2.5. Pós-Modernidade

Maffesoli (1999, p. 49) explicou que a Pós-Modernidade surgiu depois do esgotamento do modelo vivido na Modernidade, baseado em temas, como Estado-Nação e os sistemas ideológicos. Segundo o autor, a nova era trouxe de volta “o retorno ao local, a importância da tribo e a colagem mitológica”. O sociólogo citou como exemplo o fim do ex-Império do Leste europeu, onde muitas províncias lutaram pela autonomia e independência. Houve luta armada e pacífica. O localismo, para o autor, é uma das características centrais da nossa época.

Outra característica da Pós-Modernidade é a idéia de que vivemos numa “Sociedade do Espetáculo”, onde os acontecimentos diários se transformam em “show” para nós mesmos. Debord (1998, p. 14 e 15) esclarece que o espetáculo não é um conjunto de Imagens, mas uma relação social mediada por Imagens. Para ele, “a realidade surge no espetáculo, e o espetáculo é real”. Ianni (2000, p. 241) diz que Imagem predomina na Cultura de Massa. Ela disputa um lugar com a palavra impressa: “a Imagem enquanto meio de Comunicação, Informação e Entretenimento; sem esquecer seus usos no que se refere à compreensão, reflexão e fantasia” – salienta o autor.
            
3. Opções Metodólogicas

A Sociologia Compreensiva, de Maffesoli, método escolhido para desenvolver este artigo, baseia-se em cinco pressupostos explicados no livro O Conhecimento Comum, escrito em 1985, e publicado no Brasil três anos depois. São eles: 1 - crítica do Dualismo Esquemático; 2 - a “Forma”; 3 – uma Sensibilidade Relativista; 4 - uma Pesquisa Estilística; e 5 - o Pensamento Libertário. Maffesoli (1985, p. 25) considera que a Sociologia Compreensiva é uma espécie de sociologia romântica: “Uma atitude que pensa em termos de globalidade, recusa a discriminação, a avaliação do que seria importante, e do que não o fosse”. Segundo o autor, a Sociologia Compreensiva “descreve o vivido naquilo que é, contentando-se, assim, em discernir as visadas dos diferentes atores envolvidos”.

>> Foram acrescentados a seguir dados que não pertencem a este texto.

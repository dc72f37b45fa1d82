//! # Voice-Core
//!
//! Call control for the Vonage Voice API.
//!
//! - [`ncco`]: typed call-program actions and the fluent [`NccoBuilder`]
//! - [`patterns`]: prebuilt speak-then-listen programs
//! - [`VoiceClient`]: create, inspect and modify calls
//! - [`events`]: payloads posted back to the application

pub mod client;
pub mod error;
pub mod events;
pub mod ncco;
pub mod patterns;
pub mod types;

pub use client::{REST_BASE_URL, VoiceClient};
pub use error::{Result, VoiceError};
pub use events::{CallEvent, InputResult};
pub use ncco::{Action, InputType, Ncco, NccoBuilder, RecordFormat};
pub use types::{
    CallDirection, CallInfo, CallModification, CallStatus, CreateCallOptions, CreateCallRequest,
    CreateCallResponse, Endpoint, EndpointType, TalkIntoCall, TransferDestination,
};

Maffesoli (1998) concentra seus estudos na vida cotidiana. Ele observa que a Comunicação, a Imagem e o estilo são elementos marcantes de uma nova Cultura que está nascendo. Cultura essa, segundo o autor, que está revolucionando o “estar-junto” Pós-Moderno.

Em função, certamente, da massificação da Cultura, mas também porque todas as situações e práticas minúsculas constituem a terra fértil sobre as quais crescem Cultura e civilização. Sem querer se aprofundar aqui pode-se dizer que o interesse culinário, o jogo das aparências, os pequenos momentos festivos, as perambulações diárias e o lazer não podem ser mais vistos como elementos sem importância ou frívolos da vida social (Maffesoli, 2005, p. 12).

O sociólogo salienta que a vida cotidiana como obra arte exerce o mesmo papel que a “arte” desempenhou nas civilizações antigas. Para ele (2005, p.8), vivemos uma ética da estética, isto é: “Um ethos constituído a partir de emoções partilhadas em comum”. Ele cita como exemplo, os espetáculos de variedades, as práticas desportivas, as campanhas eleitorais na televisão, os fait divers mais ou menos espetaculares. Tudo isso faz parte de um jogo social, onde a emoção é compartilhada:

Pratica-se a comunhão de emoções ou de sensações que, sem isso, perderiam a graça. Essa partilha de emoções ou de sensações – difundida nas ações mais comuns ou cristalizada nos grandes eventos pontuais ou comemorativos (aniversários, revoluções, movimentos de massa, greves, manifestações, etc.) – é, stricto sensu, o que funda a vida social ou lembra a sua fundação (Maffesoli, 2005, p. 54 e 55).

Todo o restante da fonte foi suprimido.